Friday, October 23, 2009

The other country with what will, eventually, be called a "basket case" economy - due to its huge, unsustainable twin deficits and dearth of domestic savings that finally resulted in finance and consumption led growth to permanently stall - released new data today indicating that economic growth continued to contract in the third quarter, disappointing analysts who were expecting the first gain in a year-and-a-half.

This report in the Telegraph has all the details:

The economy unexpectedly shrank by 0.4pc in the third quarter, defying expectations that the UK had emerged from recession with 0.2pc growth. Shadow Chancellor George Osborne said the figures were “deeply disappointing”.
IMAGE The Chancellor however insisted the figures were in line with his forecasts. “I’ve always been clear that growth will return at the turn of year,” he said.
Manufacturing and construction made negative contributions to economic growth and the overall contraction from the start of the recession has now reached 6 percent, the largest since the Great Depression, also known as the Great Slump (at least according to Wikipedia).

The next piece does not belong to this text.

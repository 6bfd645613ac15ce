pub mod points_service;
pub mod storage_service;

John Philpott, chief economist at the Chartered Institute of Personnel and Development, noted that the recession "looks more like a depression" a view that was echoed by Edmund Conway in this piece that also appeared in the Telegraph.
This recession just became a depression
It is difficult to know what to be most shocked by in the gross domestic product figures published by the Office for National Statistics this morning: the fact that we are in the longest-lasting deepest continuous recession in recorded history or that no-one in the City foresaw it*.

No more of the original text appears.